Vladimir Poutine a proposé, ce dimanche 11 mai, des négociations directes avec l’Ukraine.
Il souhaite discuter à Istanbul, le 15 mai, sans aucune condition préalable.
Cette proposition intervient après un ultimatum des alliés de Kiev sur un cessez-le-feu.
Une réponse à la pression occidentale
Le samedi précédent, Kiev et ses alliés avaient exigé un cessez-le-feu immédiat de 30 jours.
Ils ont menacé la Russie de sanctions « massives » en cas de refus.
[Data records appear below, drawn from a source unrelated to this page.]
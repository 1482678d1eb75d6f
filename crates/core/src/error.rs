//! Error types shared across crates

use thiserror::Error;

/// Core errors
#[derive(Error, Debug)]
pub enum Error {
    #[error("Unknown language: {0}")]
    UnknownLanguage(String),

    #[error("Invalid translation dictionary: {0}")]
    Dictionary(String),

    #[error("Serialization error: {0}")]
    Serialization(#[from] serde_json::Error),
}

pub type Result<T> = std::result::Result<T, Error>;
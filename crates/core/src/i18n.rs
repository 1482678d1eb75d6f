//! Translation lookup and interpolation
//!
//! Locale dictionaries are nested JSON documents addressed with dotted keys
//! such as `chatbot.responses.pricing`. A lookup that misses any path
//! segment resolves to the key itself so untranslated copy stays visible in
//! the transcript instead of failing.

use std::collections::{BTreeMap, HashMap};

use once_cell::sync::Lazy;
use regex::{Captures, Regex};
use serde::{Deserialize, Serialize};

use crate::language::Language;
use crate::{Error, Result};

static PLACEHOLDER: Lazy<Regex> =
    Lazy::new(|| Regex::new(r"\{([A-Za-z0-9_]+)\}").expect("placeholder pattern is valid"));

/// A node of a locale dictionary
#[derive(Debug, Clone, PartialEq, Eq, Serialize, Deserialize)]
#[serde(untagged)]
pub enum TranslationTree {
    Text(String),
    List(Vec<String>),
    Node(BTreeMap<String, TranslationTree>),
}

impl TranslationTree {
    fn child(&self, segment: &str) -> Option<Found<'_>> {
        match self {
            Self::Node(map) => map.get(segment).map(Found::Tree),
            // Positional access into arrays, e.g. `footer.links.0`
            Self::List(items) => segment
                .parse::<usize>()
                .ok()
                .and_then(|i| items.get(i))
                .map(|s| Found::Item(s.as_str())),
            Self::Text(_) => None,
        }
    }
}

enum Found<'a> {
    Tree(&'a TranslationTree),
    Item(&'a str),
}

impl Found<'_> {
    fn to_owned_tree(&self) -> TranslationTree {
        match self {
            Found::Tree(tree) => (*tree).clone(),
            Found::Item(s) => TranslationTree::Text((*s).to_string()),
        }
    }
}

/// Interpolation variables
///
/// Values are kept in their display form; `{name}` placeholders are
/// replaced with them.
#[derive(Debug, Clone, Default, PartialEq, Eq)]
pub struct Vars(HashMap<String, String>);

impl Vars {
    pub fn new() -> Self {
        Self::default()
    }

    pub fn with(mut self, name: impl Into<String>, value: impl std::fmt::Display) -> Self {
        self.0.insert(name.into(), value.to_string());
        self
    }

    pub fn get(&self, name: &str) -> Option<&str> {
        self.0.get(name).map(String::as_str)
    }

    pub fn is_empty(&self) -> bool {
        self.0.is_empty()
    }
}

/// Replace `{name}` placeholders with values from `vars`
///
/// Placeholders without a matching variable are left untouched, braces
/// included.
pub fn interpolate(text: &str, vars: &Vars) -> String {
    PLACEHOLDER
        .replace_all(text, |caps: &Captures<'_>| match vars.get(&caps[1]) {
            Some(value) => value.to_string(),
            None => caps[0].to_string(),
        })
        .into_owned()
}

/// Translation lookup used by anything that renders copy
pub trait Translator: Send + Sync {
    /// Language of the active dictionary
    fn language(&self) -> Language;

    /// Walk a dotted key; `None` if any segment is missing
    fn lookup(&self, key: &str) -> Option<TranslationTree>;

    /// Resolve a dotted key, echoing the key itself on a miss
    fn resolve(&self, key: &str) -> TranslationTree {
        self.lookup(key).unwrap_or_else(|| {
            tracing::debug!(language = self.language().code(), key, "Missing translation");
            TranslationTree::Text(key.to_string())
        })
    }

    /// Resolve a key to display text
    fn t(&self, key: &str) -> String {
        self.t_with(key, None)
    }

    /// Resolve a key to display text, interpolating `vars` when given
    ///
    /// A key that points at a list or a nested section has no single display
    /// string and renders as the key.
    fn t_with(&self, key: &str, vars: Option<&Vars>) -> String {
        match self.resolve(key) {
            TranslationTree::Text(text) => match vars {
                Some(vars) => interpolate(&text, vars),
                None => text,
            },
            _ => {
                tracing::debug!(key, "Translation is not a string");
                key.to_string()
            }
        }
    }
}

/// A complete locale dictionary for one language
#[derive(Debug, Clone, PartialEq, Eq)]
pub struct TranslationDictionary {
    language: Language,
    root: TranslationTree,
}

impl TranslationDictionary {
    /// Create a dictionary from an already-built tree
    ///
    /// The root must be a section (JSON object).
    pub fn new(language: Language, root: TranslationTree) -> Result<Self> {
        match root {
            TranslationTree::Node(_) => Ok(Self { language, root }),
            _ => Err(Error::Dictionary(format!(
                "root of the {} dictionary must be an object",
                language.code()
            ))),
        }
    }

    /// Parse a dictionary from JSON text
    pub fn from_json_str(language: Language, json: &str) -> Result<Self> {
        let root: TranslationTree = serde_json::from_str(json)?;
        Self::new(language, root)
    }

    /// Empty dictionary (every lookup echoes its key)
    pub fn empty(language: Language) -> Self {
        Self {
            language,
            root: TranslationTree::Node(BTreeMap::new()),
        }
    }

    fn walk(&self, key: &str) -> Option<Found<'_>> {
        let mut current = Found::Tree(&self.root);
        for segment in key.split('.') {
            current = match current {
                Found::Tree(tree) => tree.child(segment)?,
                Found::Item(_) => return None,
            };
        }
        Some(current)
    }
}

impl Translator for TranslationDictionary {
    fn language(&self) -> Language {
        self.language
    }

    fn lookup(&self, key: &str) -> Option<TranslationTree> {
        self.walk(key).map(|found| found.to_owned_tree())
    }

    fn t_with(&self, key: &str, vars: Option<&Vars>) -> String {
        // Avoid cloning whole sections just to find out they are not text
        let text = match self.walk(key) {
            Some(Found::Tree(TranslationTree::Text(text))) => text.as_str(),
            Some(Found::Item(text)) => text,
            Some(_) => {
                tracing::debug!(key, "Translation is not a string");
                return key.to_string();
            }
            None => {
                tracing::debug!(language = self.language.code(), key, "Missing translation");
                return key.to_string();
            }
        };

        match vars {
            Some(vars) => interpolate(text, vars),
            None => text.to_string(),
        }
    }
}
Poutine a rejeté cette pression, la qualifiant d’ultimatum occidental « grossier ».
Zelensky perçoit un signal d’ouverture
Le président ukrainien estime que Moscou envisage enfin de mettre fin à la guerre.
Zelensky insiste : un cessez-le-feu reste la condition première avant toute discussion.
Il l’a déclaré ce dimanche, dans un message publié sur ses réseaux sociaux.
Vers un retour à Istanbul
Poutine propose de reprendre les pourparlers là où ils ont été interrompus en 2022.
Il a annoncé des discussions à Istanbul, sous médiation turque, dès le 15 mai.
Il prévoit aussi de s’entretenir avec Recep Tayyip Erdoğan dans les prochaines heures.
Une proposition formalisée après le 9 mai
Poutine a formulé cette proposition après avoir reçu plusieurs dirigeants à Moscou.
Il a parlé pendant 20 minutes devant des journalistes russes et étrangers triés.
Ce discours a permis de clarifier la position russe sur la trêve et les négociations.
Une paix conditionnée au dialogue direct
La Russie refuse un cessez-le-feu isolé, sans accord politique.
Poutine souhaite intégrer la trêve dans un dialogue global sur la guerre.
La balle est maintenant dans le camp ukrainien.